3. Rotasi tebang 35 tahun didasarkan pada riap diameter pohon muda sebesar 1 cm per
tahun, maka setelah 35 tahun pohon inti telah mencapai diameter 55 cm (20+35) cm
sampai 85 cm (50+35) cm.
4. Etat tebang ditentukan 1/35 x 80% x volume standing stok jenis komersial
5. Tidak diperkenankan melakukan tebang ulang sebelum mencapai akhir siklus tebang
(35 tahun)
Beberapa Kkekurangan sistem TPI telah perbaiki, direvisi sampai akhirnya diganti dengan
sistem silvikultur baru berdasarkan SK Menteri Kehutanan Nomor 485/Kpts-II/1989 tentang
sistem silvikultur pengelolaan hutan alam produksi di Indonesia, yang ditindak lanjuti dengan
SK Dirjen Pengusahaan Hutan Nomor 564/Kpts/IV-BPHH/1989 tentang Pedoman Tebang
Pilih Tanam Indonesia.
B. TEBANG PILIH TANAM INDONESIA
Sistem TPTI memperbaiki kelemahan sistem TPI dengan menetapkan beberapa ketentuan
sebagai berikut :
1. Kegiatan pembinaan hutan mendapat perhatian yang lebih besar dengan membentuk
organisasi pembinaan hutan yang terpisah dengan organisasi kegiatan lainnya termasuk
organisasi kegiatan sebelum penebangan dan penebangan.
2. Menetapkan batas limit diameter pohon tebang sebesar 50 cm ke atas pada hutan
produksi dan 60 cm ke atas pada hutan produksi terbatas
3. Menetapkan siklus tebang 35 tahun dan jumlah pohon inti berdiameter 20-59 cm
sebanyak 25 pohon/ ha.
Pada tahun 1993 dikeluarkan SK Dirjen Pengusahaan Hutan Nomor 151/Kpts/IV-
BPHH/1993 tanggal 19 Oktober 1993 tentang Pedoman Tebang Pilih Tanam Indonesia edisi
revisi. Pada edisi ini sistem TPTI dilengkapi dengan sediaan anggaran kegiatan pembinaan
hutan serta menyediakan tenaga teknis yang memadai.
Berdasarkan Peraturan Menteri Kehutanan Nomor P.11/Menhut-2/2009 tentang sistem
silvikultur pada areal izin usaha pemanfaatan hasil hutan kayu (IUPHHK) pada hutan produksi,
sistem silvikultur yang ada di indonesi yaitu Tebang Pilih Tanam Indonesia (TPTI), Tebang
Pilih Tanam Jalur (TPTJ), Tebang Rumpang dan Tebang Habis Permudaan Buatan (THPB).
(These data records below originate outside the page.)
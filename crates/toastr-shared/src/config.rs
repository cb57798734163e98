use serde::{Deserialize, Serialize};
use std::io;
use std::path::PathBuf;
use toml_edit::DocumentMut;

use crate::models::Severity;
use crate::portal::ComponentFactory;

/// Return XDG_CONFIG_HOME/toastr.
pub fn config_dir() -> PathBuf {
    if let Ok(xdg) = std::env::var("XDG_CONFIG_HOME") {
        PathBuf::from(xdg).join("toastr")
    } else {
        let home = std::env::var("HOME").unwrap_or_else(|_| ".".to_string());
        PathBuf::from(home).join(".config").join("toastr")
    }
}

#[derive(Debug, Clone, Default, Deserialize, Serialize)]
pub struct AppConfig {
    pub editor: Option<String>,
    #[serde(default)]
    pub toastr: ToastrConfig,
}

/// Options for a single toast, fully resolved.
#[derive(Debug, Clone, Deserialize, Serialize)]
pub struct ToastConfig {
    /// Display time in milliseconds once active; 0 keeps the toast until dismissed.
    #[serde(default = "default_time_out")]
    pub time_out: u64,
    /// Display time after the pointer leaves a hovered toast.
    #[serde(default = "default_extended_time_out")]
    pub extended_time_out: u64,
    #[serde(default)]
    pub close_button: bool,
    #[serde(default)]
    pub progress_bar: bool,
    #[serde(default)]
    pub enable_html: bool,
    #[serde(default = "default_true")]
    pub tap_to_dismiss: bool,
    #[serde(default = "default_toast_class")]
    pub toast_class: String,
    #[serde(default = "default_position_class")]
    pub position_class: String,
    #[serde(default = "default_title_class")]
    pub title_class: String,
    #[serde(default = "default_message_class")]
    pub message_class: String,
    #[serde(skip)]
    pub toast_component: ComponentFactory,
}

impl Default for ToastConfig {
    fn default() -> Self {
        Self {
            time_out: default_time_out(),
            extended_time_out: default_extended_time_out(),
            close_button: false,
            progress_bar: false,
            enable_html: false,
            tap_to_dismiss: true,
            toast_class: default_toast_class(),
            position_class: default_position_class(),
            title_class: default_title_class(),
            message_class: default_message_class(),
            toast_component: ComponentFactory::default(),
        }
    }
}

/// Per-call overrides. Unset fields fall back to the built-in `ToastConfig` defaults,
/// not to the service's configured defaults.
#[derive(Debug, Clone, Default, Deserialize)]
pub struct SingleToastConfig {
    pub time_out: Option<u64>,
    pub extended_time_out: Option<u64>,
    pub close_button: Option<bool>,
    pub progress_bar: Option<bool>,
    pub enable_html: Option<bool>,
    pub tap_to_dismiss: Option<bool>,
    pub toast_class: Option<String>,
    pub position_class: Option<String>,
    pub title_class: Option<String>,
    pub message_class: Option<String>,
    #[serde(skip)]
    pub toast_component: Option<ComponentFactory>,
}

impl From<SingleToastConfig> for ToastConfig {
    fn from(single: SingleToastConfig) -> Self {
        let defaults = ToastConfig::default();
        Self {
            time_out: single.time_out.unwrap_or(defaults.time_out),
            extended_time_out: single
                .extended_time_out
                .unwrap_or(defaults.extended_time_out),
            close_button: single.close_button.unwrap_or(defaults.close_button),
            progress_bar: single.progress_bar.unwrap_or(defaults.progress_bar),
            enable_html: single.enable_html.unwrap_or(defaults.enable_html),
            tap_to_dismiss: single.tap_to_dismiss.unwrap_or(defaults.tap_to_dismiss),
            toast_class: single.toast_class.unwrap_or(defaults.toast_class),
            position_class: single.position_class.unwrap_or(defaults.position_class),
            title_class: single.title_class.unwrap_or(defaults.title_class),
            message_class: single.message_class.unwrap_or(defaults.message_class),
            toast_component: single
                .toast_component
                .unwrap_or(defaults.toast_component),
        }
    }
}

/// What a caller may pass as the options of a single toast.
#[derive(Debug, Clone)]
pub enum ToastOptions {
    /// Used as-is.
    Resolved(ToastConfig),
    /// Resolved against the built-in defaults.
    Partial(SingleToastConfig),
}

impl From<ToastConfig> for ToastOptions {
    fn from(config: ToastConfig) -> Self {
        ToastOptions::Resolved(config)
    }
}

impl From<SingleToastConfig> for ToastOptions {
    fn from(config: SingleToastConfig) -> Self {
        ToastOptions::Partial(config)
    }
}

/// Type tags attached to toasts of each severity.
#[derive(Debug, Clone, PartialEq, Eq, Deserialize, Serialize)]
pub struct IconClasses {
    #[serde(default = "default_icon_error")]
    pub error: String,
    #[serde(default = "default_icon_info")]
    pub info: String,
    #[serde(default = "default_icon_success")]
    pub success: String,
    #[serde(default = "default_icon_warning")]
    pub warning: String,
}

impl IconClasses {
    pub fn class_for(&self, severity: Severity) -> &str {
        match severity {
            Severity::Error => &self.error,
            Severity::Info => &self.info,
            Severity::Success => &self.success,
            Severity::Warning => &self.warning,
        }
    }
}

impl Default for IconClasses {
    fn default() -> Self {
        Self {
            error: default_icon_error(),
            info: default_icon_info(),
            success: default_icon_success(),
            warning: default_icon_warning(),
        }
    }
}

/// Service-wide configuration: admission policy plus the default toast options.
#[derive(Debug, Clone, Deserialize, Serialize)]
pub struct ToastrConfig {
    /// Maximum simultaneously active toasts; 0 means unlimited.
    #[serde(default)]
    pub max_opened: usize,
    /// Dismiss the most recent toast when a new one arrives at `max_opened`.
    #[serde(default)]
    pub auto_dismiss: bool,
    #[serde(default = "default_true")]
    pub newest_on_top: bool,
    #[serde(default)]
    pub prevent_duplicates: bool,
    #[serde(default)]
    pub icon_classes: IconClasses,
    #[serde(flatten)]
    pub toast: ToastConfig,
}

impl Default for ToastrConfig {
    fn default() -> Self {
        Self {
            max_opened: 0,
            auto_dismiss: false,
            newest_on_top: true,
            prevent_duplicates: false,
            icon_classes: IconClasses::default(),
            toast: ToastConfig::default(),
        }
    }
}

fn default_true() -> bool {
    true
}

fn default_time_out() -> u64 {
    5000
}

fn default_extended_time_out() -> u64 {
    1000
}

fn default_toast_class() -> String {
    "toast".to_string()
}

fn default_position_class() -> String {
    "toast-top-right".to_string()
}

fn default_title_class() -> String {
    "toast-title".to_string()
}

fn default_message_class() -> String {
    "toast-message".to_string()
}

fn default_icon_error() -> String {
    "toast-error".to_string()
}

fn default_icon_info() -> String {
    "toast-info".to_string()
}

fn default_icon_success() -> String {
    "toast-success".to_string()
}

fn default_icon_warning() -> String {
    "toast-warning".to_string()
}

/// Return the path to config.toml.
pub fn config_path() -> PathBuf {
    config_dir().join("config.toml")
}

/// Load config.toml. Return defaults if the file is missing or fails to parse.
pub fn load_config() -> AppConfig {
    let path = config_path();
    match std::fs::read_to_string(&path) {
        Ok(content) => parse_config(&content).unwrap_or_else(|e| {
            log::warn!("Failed to parse config.toml: {}, using defaults", e);
            AppConfig::default()
        }),
        Err(_) => AppConfig::default(),
    }
}

pub fn parse_config(content: &str) -> Result<AppConfig, toml::de::Error> {
    toml::from_str(content)
}

/// Keys under [toastr] that `save_toastr_value` accepts, with their kind.
const SETTABLE_KEYS: &[(&str, SettingKind)] = &[
    ("max_opened", SettingKind::Integer),
    ("auto_dismiss", SettingKind::Bool),
    ("newest_on_top", SettingKind::Bool),
    ("prevent_duplicates", SettingKind::Bool),
    ("time_out", SettingKind::Integer),
    ("extended_time_out", SettingKind::Integer),
    ("close_button", SettingKind::Bool),
    ("progress_bar", SettingKind::Bool),
    ("enable_html", SettingKind::Bool),
    ("tap_to_dismiss", SettingKind::Bool),
    ("toast_class", SettingKind::String),
    ("position_class", SettingKind::String),
    ("title_class", SettingKind::String),
    ("message_class", SettingKind::String),
];

#[derive(Debug, Clone, Copy)]
enum SettingKind {
    Bool,
    Integer,
    String,
}

/// Parse a raw command-line value for a [toastr] key.
pub fn parse_setting(key: &str, raw: &str) -> Result<toml_edit::Value, String> {
    let kind = SETTABLE_KEYS
        .iter()
        .find(|(name, _)| *name == key)
        .map(|(_, kind)| *kind)
        .ok_or_else(|| format!("Unknown setting: {}", key))?;

    match kind {
        SettingKind::Bool => raw
            .parse::<bool>()
            .map(toml_edit::Value::from)
            .map_err(|_| format!("Invalid value for {}: expected true or false", key)),
        SettingKind::Integer => raw
            .parse::<u32>()
            .map(|v| toml_edit::Value::from(i64::from(v)))
            .map_err(|_| format!("Invalid value for {}: expected a non-negative integer", key)),
        SettingKind::String => Ok(toml_edit::Value::from(raw)),
    }
}

/// Update a [toastr] value in config.toml, preserving existing comments and formatting.
///
/// A file that does not parse, or whose `toastr` entry is not a table, is left untouched.
pub fn save_toastr_value(key: &str, value: toml_edit::Value) -> io::Result<()> {
    let path = config_path();
    let content = match std::fs::read_to_string(&path) {
        Ok(content) => content,
        Err(e) if e.kind() == io::ErrorKind::NotFound => String::new(),
        Err(e) => return Err(e),
    };
    let mut doc: DocumentMut = content.parse().map_err(|e| {
        io::Error::new(
            io::ErrorKind::InvalidData,
            format!("Failed to parse config.toml: {}", e),
        )
    })?;
    match doc.get("toastr").map(|item| item.is_table_like()) {
        None => doc["toastr"] = toml_edit::table(),
        Some(true) => {}
        Some(false) => {
            return Err(io::Error::new(
                io::ErrorKind::InvalidData,
                "[toastr] in config.toml is not a table",
            ))
        }
    }
    doc["toastr"][key] = toml_edit::value(value);
    if let Some(parent) = path.parent() {
        std::fs::create_dir_all(parent)?;
    }
    std::fs::write(&path, doc.to_string())
}

/// Default config.toml template.
fn default_config_template() -> &'static str {
    r#"# toastr configuration

# Editor to open when running `toastr config`
# Falls back to $EDITOR environment variable, then vim
# editor = "vim"

[toastr]
# Maximum toasts shown at once; 0 means unlimited (default: 0)
# max_opened = 0

# Dismiss the most recent toast when max_opened is reached (default: false)
# auto_dismiss = false

# Stack new toasts above older ones (default: true)
# newest_on_top = true

# Ignore a toast whose message is already tracked (default: false)
# prevent_duplicates = false

# Display time in milliseconds, 0 keeps toasts until dismissed (default: 5000)
# time_out = 5000

# Display time after the pointer leaves a toast (default: 1000)
# extended_time_out = 1000

# Show a countdown progress bar (default: false)
# progress_bar = false

# Dismiss on tap (default: true)
# tap_to_dismiss = true

# Where toasts are stacked (default: toast-top-right)
# position_class = "toast-top-right"

# Type tags per severity
[toastr.icon_classes]
# error = "toast-error"
# info = "toast-info"
# success = "toast-success"
# warning = "toast-warning"
"#
}

/// Create config.toml with the default template if it does not exist. Return its path.
pub fn ensure_config_file() -> io::Result<PathBuf> {
    let path = config_path();
    if !path.exists() {
        if let Some(parent) = path.parent() {
            std::fs::create_dir_all(parent)?;
        }
        std::fs::write(&path, default_config_template())?;
    }
    Ok(path)
}

/// Resolve the editor to use.
/// Priority: config.toml `editor` -> $EDITOR env var -> vim.
pub fn resolve_editor() -> String {
    let config = load_config();
    if let Some(ref editor) = config.editor {
        if !editor.is_empty() {
            return editor.clone();
        }
    }
    if let Ok(editor) = std::env::var("EDITOR") {
        if !editor.is_empty() {
            return editor;
        }
    }
    "vim".to_string()
}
Teknis tersebut diatur dalam Peraturan Dirjen Bina Produksi Kehutanan Nomor
P.9/VI/BPHA/2009. Dalam kentuannya tidak dicantumkan waktu kegiatan secara ketat dan
penghapusan beberapa tahapan kegiatan seperti perapihan, inventarisasi tegakan tinggal dan
penjarangan. Pada kawasan hutan produksi terbatas tidak dilakukan pula kegiatan pembebasan.
C. TEBANG PILIH DAN TANAM JALUR(TPTJ)
Sistem silvikultur TPTJ dirancang untuk menjawab kekurangan sistem TPTI pada aspek
penanaman dan pengawasan. Hal tersebut dilakukan dengan menyiapkan tampat penanaman
yang lebih baik, khusnya pada penyinaran dan ruang tumbuh, dalam bentuk gap memanjang
(jalur). Sehingga pertumbuhan tanaman dapat berjalan lebih optimal dan pengawasan dapat
dilakukan lebih mudah.
Sistem TPTJ diatur dalam Surat Keputusan Menteri Kehutanan Nomor 435/Kpts-II/1997
dan Keputusan Menteri Kehutanan dan Perkebunan Nomor 625/Kpts-II/1998 tentang Sistem
Silvikultur Tebang Pilih dan Tanam Jalur (TPTJ) dalam Pengelolaan Hutan Produksi Alam.
Sistem TPTJ meliputi cara tebang pilih dengan batas diamater minimal 40 cm diikuti dengan
permudaan buatan dalam jalur selebar 3 m. Jalur antara selebar 22 m (1998) atau 20 m (TPTII
dan TPTJ 2009). Adapun prinsip-prinsip sistem TPTJ yaitu :
1. Sistem silvikultur untuk tegakan tidak seumur.
2. Teknik pemanenan dengan tebang pilih.
3. Meningkatkan riap.
4. Mempertahankan keanekaragaman hayati.
5. Menciptakan ruang tumbuh optimal bagi tanaman.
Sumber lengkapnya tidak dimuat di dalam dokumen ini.